=== Begin Enclosure ===

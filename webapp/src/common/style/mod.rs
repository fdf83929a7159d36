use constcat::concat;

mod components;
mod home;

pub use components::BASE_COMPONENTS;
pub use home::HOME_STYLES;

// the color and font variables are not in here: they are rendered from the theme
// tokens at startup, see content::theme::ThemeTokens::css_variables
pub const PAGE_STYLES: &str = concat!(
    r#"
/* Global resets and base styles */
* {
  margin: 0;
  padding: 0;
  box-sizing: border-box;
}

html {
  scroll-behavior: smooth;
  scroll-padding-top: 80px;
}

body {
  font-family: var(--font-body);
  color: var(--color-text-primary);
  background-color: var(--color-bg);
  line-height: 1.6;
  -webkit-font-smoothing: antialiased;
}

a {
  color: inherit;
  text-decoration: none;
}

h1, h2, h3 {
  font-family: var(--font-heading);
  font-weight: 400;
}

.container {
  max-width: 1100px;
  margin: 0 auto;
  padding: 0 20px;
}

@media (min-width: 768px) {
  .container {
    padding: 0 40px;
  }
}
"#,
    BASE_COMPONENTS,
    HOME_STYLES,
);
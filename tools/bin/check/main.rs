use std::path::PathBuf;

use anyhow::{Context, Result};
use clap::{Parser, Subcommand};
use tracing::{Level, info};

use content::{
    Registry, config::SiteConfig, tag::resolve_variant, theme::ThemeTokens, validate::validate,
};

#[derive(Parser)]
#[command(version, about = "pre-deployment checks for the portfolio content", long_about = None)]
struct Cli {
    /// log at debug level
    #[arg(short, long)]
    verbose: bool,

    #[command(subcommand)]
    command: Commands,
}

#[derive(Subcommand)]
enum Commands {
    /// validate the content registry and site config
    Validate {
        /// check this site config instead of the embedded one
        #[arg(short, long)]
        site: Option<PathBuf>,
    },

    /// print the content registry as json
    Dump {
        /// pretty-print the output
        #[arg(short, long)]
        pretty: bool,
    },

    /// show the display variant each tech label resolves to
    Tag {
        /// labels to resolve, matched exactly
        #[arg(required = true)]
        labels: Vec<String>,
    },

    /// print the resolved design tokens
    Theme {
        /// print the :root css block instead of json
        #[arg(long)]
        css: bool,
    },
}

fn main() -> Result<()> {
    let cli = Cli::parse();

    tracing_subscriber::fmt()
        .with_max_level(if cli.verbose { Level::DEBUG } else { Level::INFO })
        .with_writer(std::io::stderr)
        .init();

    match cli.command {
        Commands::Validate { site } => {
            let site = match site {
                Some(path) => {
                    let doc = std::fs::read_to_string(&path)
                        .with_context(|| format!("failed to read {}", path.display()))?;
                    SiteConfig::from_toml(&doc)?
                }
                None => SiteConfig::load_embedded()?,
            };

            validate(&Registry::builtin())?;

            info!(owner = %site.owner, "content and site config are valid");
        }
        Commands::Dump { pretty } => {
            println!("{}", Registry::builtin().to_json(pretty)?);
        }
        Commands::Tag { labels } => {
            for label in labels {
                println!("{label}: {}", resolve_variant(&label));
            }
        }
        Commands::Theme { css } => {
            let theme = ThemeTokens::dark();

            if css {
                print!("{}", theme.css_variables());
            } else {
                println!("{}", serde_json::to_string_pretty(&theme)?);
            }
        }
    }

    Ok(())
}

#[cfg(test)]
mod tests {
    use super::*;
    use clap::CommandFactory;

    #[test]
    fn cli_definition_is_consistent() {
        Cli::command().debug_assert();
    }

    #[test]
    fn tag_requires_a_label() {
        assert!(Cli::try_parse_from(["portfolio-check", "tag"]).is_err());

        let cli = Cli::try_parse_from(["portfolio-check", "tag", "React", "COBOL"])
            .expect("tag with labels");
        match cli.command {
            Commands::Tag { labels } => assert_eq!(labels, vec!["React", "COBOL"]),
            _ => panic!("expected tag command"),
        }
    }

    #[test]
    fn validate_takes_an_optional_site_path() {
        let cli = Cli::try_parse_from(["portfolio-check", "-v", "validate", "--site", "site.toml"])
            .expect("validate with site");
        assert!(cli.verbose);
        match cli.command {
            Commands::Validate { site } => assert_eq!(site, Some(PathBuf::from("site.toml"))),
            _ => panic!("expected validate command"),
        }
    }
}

=== End Enclosure ===

Reprint the entries above in full, exactly as they are.

filename webapp/src/common/style/mod.rs
repository fdf83929a7159d36
use constcat::concat;

mod components;
mod home;

pub use components::BASE_COMPONENTS;
pub use home::HOME_STYLES;

// the color and font variables are not in here: they are rendered from the theme
// tokens at startup, see content::theme::ThemeTokens::css_variables
pub const PAGE_STYLES: &str = concat!(
    r#"
/* Global resets and base styles */
* {
  margin: 0;
  padding: 0;
  box-sizing: border-box;
}

html {
  scroll-behavior: smooth;
  scroll-padding-top: 80px;
}

body {
  font-family: var(--font-body);
  color: var(--color-text-primary);
  background-color: var(--color-bg);
  line-height: 1.6;
  -webkit-font-smoothing: antialiased;
}

a {
  color: inherit;
  text-decoration: none;
}

h1, h2, h3 {
  font-family: var(--font-heading);
  font-weight: 400;
}

.container {
  max-width: 1100px;
  margin: 0 auto;
  padding: 0 20px;
}

@media (min-width: 768px) {
  .container {
    padding: 0 40px;
  }
}
"#,
    BASE_COMPONENTS,
    HOME_STYLES,
);
filename tools/bin/check/main.rs
use std::path::PathBuf;

use anyhow::{Context, Result};
use clap::{Parser, Subcommand};
use tracing::{Level, info};

use content::{
    Registry, config::SiteConfig, tag::resolve_variant, theme::ThemeTokens, validate::validate,
};

#[derive(Parser)]
#[command(version, about = "pre-deployment checks for the portfolio content", long_about = None)]
struct Cli {
    /// log at debug level
    #[arg(short, long)]
    verbose: bool,

    #[command(subcommand)]
    command: Commands,
}

#[derive(Subcommand)]
enum Commands {
    /// validate the content registry and site config
    Validate {
        /// check this site config instead of the embedded one
        #[arg(short, long)]
        site: Option<PathBuf>,
    },

    /// print the content registry as json
    Dump {
        /// pretty-print the output
        #[arg(short, long)]
        pretty: bool,
    },

    /// show the display variant each tech label resolves to
    Tag {
        /// labels to resolve, matched exactly
        #[arg(required = true)]
        labels: Vec<String>,
    },

    /// print the resolved design tokens
    Theme {
        /// print the :root css block instead of json
        #[arg(long)]
        css: bool,
    },
}

fn main() -> Result<()> {
    let cli = Cli::parse();

    tracing_subscriber::fmt()
        .with_max_level(if cli.verbose { Level::DEBUG } else { Level::INFO })
        .with_writer(std::io::stderr)
        .init();

    match cli.command {
        Commands::Validate { site } => {
            let site = match site {
                Some(path) => {
                    let doc = std::fs::read_to_string(&path)
                        .with_context(|| format!("failed to read {}", path.display()))?;
                    SiteConfig::from_toml(&doc)?
                }
                None => SiteConfig::load_embedded()?,
            };

            validate(&Registry::builtin())?;

            info!(owner = %site.owner, "content and site config are valid");
        }
        Commands::Dump { pretty } => {
            println!("{}", Registry::builtin().to_json(pretty)?);
        }
        Commands::Tag { labels } => {
            for label in labels {
                println!("{label}: {}", resolve_variant(&label));
            }
        }
        Commands::Theme { css } => {
            let theme = ThemeTokens::dark();

            if css {
                print!("{}", theme.css_variables());
            } else {
                println!("{}", serde_json::to_string_pretty(&theme)?);
            }
        }
    }

    Ok(())
}

#[cfg(test)]
mod tests {
    use super::*;
    use clap::CommandFactory;

    #[test]
    fn cli_definition_is_consistent() {
        Cli::command().debug_assert();
    }

    #[test]
    fn tag_requires_a_label() {
        assert!(Cli::try_parse_from(["portfolio-check", "tag"]).is_err());

        let cli = Cli::try_parse_from(["portfolio-check", "tag", "React", "COBOL"])
            .expect("tag with labels");
        match cli.command {
            Commands::Tag { labels } => assert_eq!(labels, vec!["React", "COBOL"]),
            _ => panic!("expected tag command"),
        }
    }

    #[test]
    fn validate_takes_an_optional_site_path() {
        let cli = Cli::try_parse_from(["portfolio-check", "-v", "validate", "--site", "site.toml"])
            .expect("validate with site");
        assert!(cli.verbose);
        match cli.command {
            Commands::Validate { site } => assert_eq!(site, Some(PathBuf::from("site.toml"))),
            _ => panic!("expected validate command"),
        }
    }
}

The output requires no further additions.